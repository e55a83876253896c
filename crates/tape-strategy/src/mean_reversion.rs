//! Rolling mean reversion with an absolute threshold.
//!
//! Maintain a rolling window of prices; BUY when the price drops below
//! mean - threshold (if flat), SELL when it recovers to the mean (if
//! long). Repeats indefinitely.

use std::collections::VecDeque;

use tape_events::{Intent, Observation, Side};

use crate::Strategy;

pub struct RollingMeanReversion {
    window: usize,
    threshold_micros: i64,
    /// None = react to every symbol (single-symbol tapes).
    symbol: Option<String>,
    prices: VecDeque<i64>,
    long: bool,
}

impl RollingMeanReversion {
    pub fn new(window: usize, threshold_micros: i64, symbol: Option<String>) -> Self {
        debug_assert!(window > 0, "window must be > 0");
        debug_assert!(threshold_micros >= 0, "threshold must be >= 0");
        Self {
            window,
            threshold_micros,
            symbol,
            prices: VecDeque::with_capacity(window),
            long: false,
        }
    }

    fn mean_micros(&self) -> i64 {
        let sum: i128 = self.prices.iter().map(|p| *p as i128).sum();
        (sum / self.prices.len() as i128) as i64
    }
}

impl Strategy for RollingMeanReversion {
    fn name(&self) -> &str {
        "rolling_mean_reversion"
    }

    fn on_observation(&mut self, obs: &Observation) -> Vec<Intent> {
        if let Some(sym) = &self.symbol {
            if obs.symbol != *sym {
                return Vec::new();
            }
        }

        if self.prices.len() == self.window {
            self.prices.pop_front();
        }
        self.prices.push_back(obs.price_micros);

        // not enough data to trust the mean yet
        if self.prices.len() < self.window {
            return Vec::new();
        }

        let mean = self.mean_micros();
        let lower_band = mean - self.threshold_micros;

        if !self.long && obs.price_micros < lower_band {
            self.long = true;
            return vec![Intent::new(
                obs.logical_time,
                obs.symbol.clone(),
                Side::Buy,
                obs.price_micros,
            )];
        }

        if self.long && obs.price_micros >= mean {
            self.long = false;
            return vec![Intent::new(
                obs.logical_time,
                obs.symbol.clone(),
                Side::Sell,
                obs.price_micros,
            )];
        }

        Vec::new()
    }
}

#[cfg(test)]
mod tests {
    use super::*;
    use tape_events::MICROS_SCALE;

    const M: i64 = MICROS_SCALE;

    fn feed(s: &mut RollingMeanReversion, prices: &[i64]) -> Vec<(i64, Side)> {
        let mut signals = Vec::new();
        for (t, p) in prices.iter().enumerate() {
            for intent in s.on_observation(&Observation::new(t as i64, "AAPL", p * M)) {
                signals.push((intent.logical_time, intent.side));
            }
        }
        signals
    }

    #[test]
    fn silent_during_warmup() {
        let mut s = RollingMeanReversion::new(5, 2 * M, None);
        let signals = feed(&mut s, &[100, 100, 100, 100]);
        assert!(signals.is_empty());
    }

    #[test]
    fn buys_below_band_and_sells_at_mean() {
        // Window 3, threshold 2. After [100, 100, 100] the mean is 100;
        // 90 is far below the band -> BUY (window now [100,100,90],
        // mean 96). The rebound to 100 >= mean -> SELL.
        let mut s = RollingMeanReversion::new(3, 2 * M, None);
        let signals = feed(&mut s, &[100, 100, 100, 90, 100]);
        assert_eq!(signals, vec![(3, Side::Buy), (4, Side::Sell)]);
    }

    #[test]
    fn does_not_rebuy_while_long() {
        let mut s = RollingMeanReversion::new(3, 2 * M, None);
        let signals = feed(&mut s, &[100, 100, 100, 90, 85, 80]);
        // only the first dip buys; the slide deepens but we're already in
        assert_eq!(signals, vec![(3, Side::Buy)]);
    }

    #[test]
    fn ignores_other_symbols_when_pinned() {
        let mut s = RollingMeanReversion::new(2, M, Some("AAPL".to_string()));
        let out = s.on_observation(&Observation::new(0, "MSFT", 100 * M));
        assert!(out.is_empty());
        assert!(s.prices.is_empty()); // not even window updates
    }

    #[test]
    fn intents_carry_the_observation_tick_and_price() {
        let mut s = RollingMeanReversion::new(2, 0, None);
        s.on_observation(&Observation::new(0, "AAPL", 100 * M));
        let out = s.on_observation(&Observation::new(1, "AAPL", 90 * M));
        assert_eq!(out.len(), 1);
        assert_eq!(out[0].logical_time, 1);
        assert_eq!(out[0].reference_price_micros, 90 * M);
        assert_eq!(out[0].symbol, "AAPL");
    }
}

Problem to solve: Would you please transcribe the lines above exactly, starting with the first line of the material and ending with the line that has "self.prices.push_back(obs.price_micros);"?

Solution for this exercise:
repository e55a83876253896c
filename crates/tape-strategy/src/mean_reversion.rs
//! Rolling mean reversion with an absolute threshold.
//!
//! Maintain a rolling window of prices; BUY when the price drops below
//! mean - threshold (if flat), SELL when it recovers to the mean (if
//! long). Repeats indefinitely.

use std::collections::VecDeque;

use tape_events::{Intent, Observation, Side};

use crate::Strategy;

pub struct RollingMeanReversion {
    window: usize,
    threshold_micros: i64,
    /// None = react to every symbol (single-symbol tapes).
    symbol: Option<String>,
    prices: VecDeque<i64>,
    long: bool,
}

impl RollingMeanReversion {
    pub fn new(window: usize, threshold_micros: i64, symbol: Option<String>) -> Self {
        debug_assert!(window > 0, "window must be > 0");
        debug_assert!(threshold_micros >= 0, "threshold must be >= 0");
        Self {
            window,
            threshold_micros,
            symbol,
            prices: VecDeque::with_capacity(window),
            long: false,
        }
    }

    fn mean_micros(&self) -> i64 {
        let sum: i128 = self.prices.iter().map(|p| *p as i128).sum();
        (sum / self.prices.len() as i128) as i64
    }
}

impl Strategy for RollingMeanReversion {
    fn name(&self) -> &str {
        "rolling_mean_reversion"
    }

    fn on_observation(&mut self, obs: &Observation) -> Vec<Intent> {
        if let Some(sym) = &self.symbol {
            if obs.symbol != *sym {
                return Vec::new();
            }
        }

        if self.prices.len() == self.window {
            self.prices.pop_front();
        }
        self.prices.push_back(obs.price_micros);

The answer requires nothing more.